A word-for-word copy of the whole listing is required.

-=-=-

use crate::domain::market::timeframe::Timeframe;
use chrono::{DateTime, Utc};
use serde::{Deserialize, Serialize};
use std::fmt;
use std::str::FromStr;

pub const LOGREG_MODEL_KEY: &str = "logreg";
pub const XGBOOST_MODEL_KEY: &str = "xgboost";
pub const ENSEMBLE_MODEL_KEY: &str = "ensemble";
pub const ANOMALY_MODEL_KEY_PREFIX: &str = "iforest";

/// Registry key of the anomaly detector trained for `interval`, e.g. `iforest_1h`.
pub fn anomaly_model_key(interval: Timeframe) -> String {
    format!("{}_{}", ANOMALY_MODEL_KEY_PREFIX, interval)
}

pub fn is_anomaly_model_key(model_key: &str) -> bool {
    model_key.starts_with(ANOMALY_MODEL_KEY_PREFIX)
}

/// Encoding of `ModelVersion::artifact_blob`
#[derive(Debug, Clone, Copy, PartialEq, Eq, Serialize, Deserialize)]
#[serde(rename_all = "lowercase")]
pub enum ArtifactFormat {
    Json,
    Binary,
}

impl fmt::Display for ArtifactFormat {
    fn fmt(&self, f: &mut fmt::Formatter<'_>) -> fmt::Result {
        match self {
            ArtifactFormat::Json => write!(f, "json"),
            ArtifactFormat::Binary => write!(f, "binary"),
        }
    }
}

impl FromStr for ArtifactFormat {
    type Err = anyhow::Error;

    fn from_str(s: &str) -> Result<Self, Self::Err> {
        match s.to_lowercase().as_str() {
            "json" => Ok(ArtifactFormat::Json),
            "binary" | "bin" => Ok(ArtifactFormat::Binary),
            _ => anyhow::bail!("Invalid artifact format: {}", s),
        }
    }
}

/// Immutable record of one training run.
///
/// Rows are append-only; `is_active` is the only field that changes after
/// insert and it is only ever changed through `ModelRegistry::activate_model`.
#[derive(Debug, Clone, PartialEq, Serialize, Deserialize)]
pub struct ModelVersion {
    pub id: Option<i64>,
    pub model_key: String,
    pub version: i64,
    pub trained_from: DateTime<Utc>,
    pub trained_to: DateTime<Utc>,
    pub hyperparameters_json: String,
    pub metrics_json: String,
    pub artifact_format: ArtifactFormat,
    #[serde(skip)]
    pub artifact_blob: Vec<u8>,
    pub is_active: bool,
    pub created_at: DateTime<Utc>,
}

impl ModelVersion {
    #[allow(clippy::too_many_arguments)]
    pub fn new(
        model_key: impl Into<String>,
        version: i64,
        trained_from: DateTime<Utc>,
        trained_to: DateTime<Utc>,
        hyperparameters_json: String,
        metrics_json: String,
        artifact_format: ArtifactFormat,
        artifact_blob: Vec<u8>,
    ) -> Self {
        Self {
            id: None,
            model_key: model_key.into(),
            version,
            trained_from,
            trained_to,
            hyperparameters_json,
            metrics_json,
            artifact_format,
            artifact_blob,
            is_active: false, // Activation is a separate, transactional step
            created_at: Utc::now(),
        }
    }

    /// Reads a numeric metric out of `metrics_json`.
    ///
    /// `Ok(None)` when the metric is absent, `Err` when the JSON itself is
    /// malformed.
    pub fn metric(&self, name: &str) -> serde_json::Result<Option<f64>> {
        let value: serde_json::Value = serde_json::from_str(&self.metrics_json)?;
        Ok(value.get(name).and_then(|v| v.as_f64()))
    }
}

-=-=-

# ANSWER:
use crate::domain::market::timeframe::Timeframe;
use chrono::{DateTime, Utc};
use serde::{Deserialize, Serialize};
use std::fmt;
use std::str::FromStr;

pub const LOGREG_MODEL_KEY: &str = "logreg";
pub const XGBOOST_MODEL_KEY: &str = "xgboost";
pub const ENSEMBLE_MODEL_KEY: &str = "ensemble";
pub const ANOMALY_MODEL_KEY_PREFIX: &str = "iforest";

/// Registry key of the anomaly detector trained for `interval`, e.g. `iforest_1h`.
pub fn anomaly_model_key(interval: Timeframe) -> String {
    format!("{}_{}", ANOMALY_MODEL_KEY_PREFIX, interval)
}

pub fn is_anomaly_model_key(model_key: &str) -> bool {
    model_key.starts_with(ANOMALY_MODEL_KEY_PREFIX)
}

/// Encoding of `ModelVersion::artifact_blob`
#[derive(Debug, Clone, Copy, PartialEq, Eq, Serialize, Deserialize)]
#[serde(rename_all = "lowercase")]
pub enum ArtifactFormat {
    Json,
    Binary,
}

impl fmt::Display for ArtifactFormat {
    fn fmt(&self, f: &mut fmt::Formatter<'_>) -> fmt::Result {
        match self {
            ArtifactFormat::Json => write!(f, "json"),
            ArtifactFormat::Binary => write!(f, "binary"),
        }
    }
}

impl FromStr for ArtifactFormat {
    type Err = anyhow::Error;

    fn from_str(s: &str) -> Result<Self, Self::Err> {
        match s.to_lowercase().as_str() {
            "json" => Ok(ArtifactFormat::Json),
            "binary" | "bin" => Ok(ArtifactFormat::Binary),
            _ => anyhow::bail!("Invalid artifact format: {}", s),
        }
    }
}

/// Immutable record of one training run.
///
/// Rows are append-only; `is_active` is the only field that changes after
/// insert and it is only ever changed through `ModelRegistry::activate_model`.
#[derive(Debug, Clone, PartialEq, Serialize, Deserialize)]
pub struct ModelVersion {
    pub id: Option<i64>,
    pub model_key: String,
    pub version: i64,
    pub trained_from: DateTime<Utc>,
    pub trained_to: DateTime<Utc>,
    pub hyperparameters_json: String,
    pub metrics_json: String,
    pub artifact_format: ArtifactFormat,
    #[serde(skip)]
    pub artifact_blob: Vec<u8>,
    pub is_active: bool,
    pub created_at: DateTime<Utc>,
}

impl ModelVersion {
    #[allow(clippy::too_many_arguments)]
    pub fn new(
        model_key: impl Into<String>,
        version: i64,
        trained_from: DateTime<Utc>,
        trained_to: DateTime<Utc>,
        hyperparameters_json: String,
        metrics_json: String,
        artifact_format: ArtifactFormat,
        artifact_blob: Vec<u8>,
    ) -> Self {
        Self {
            id: None,
            model_key: model_key.into(),
            version,
            trained_from,
            trained_to,
            hyperparameters_json,
            metrics_json,
            artifact_format,
            artifact_blob,
            is_active: false, // Activation is a separate, transactional step
            created_at: Utc::now(),
        }
    }

    /// Reads a numeric metric out of `metrics_json`.
    ///
    /// `Ok(None)` when the metric is absent, `Err` when the JSON itself is
    /// malformed.
    pub fn metric(&self, name: &str) -> serde_json::Result<Option<f64>> {
        let value: serde_json::Value = serde_json::from_str(&self.metrics_json)?;
        Ok(value.get(name).and_then(|v| v.as_f64()))
    }
}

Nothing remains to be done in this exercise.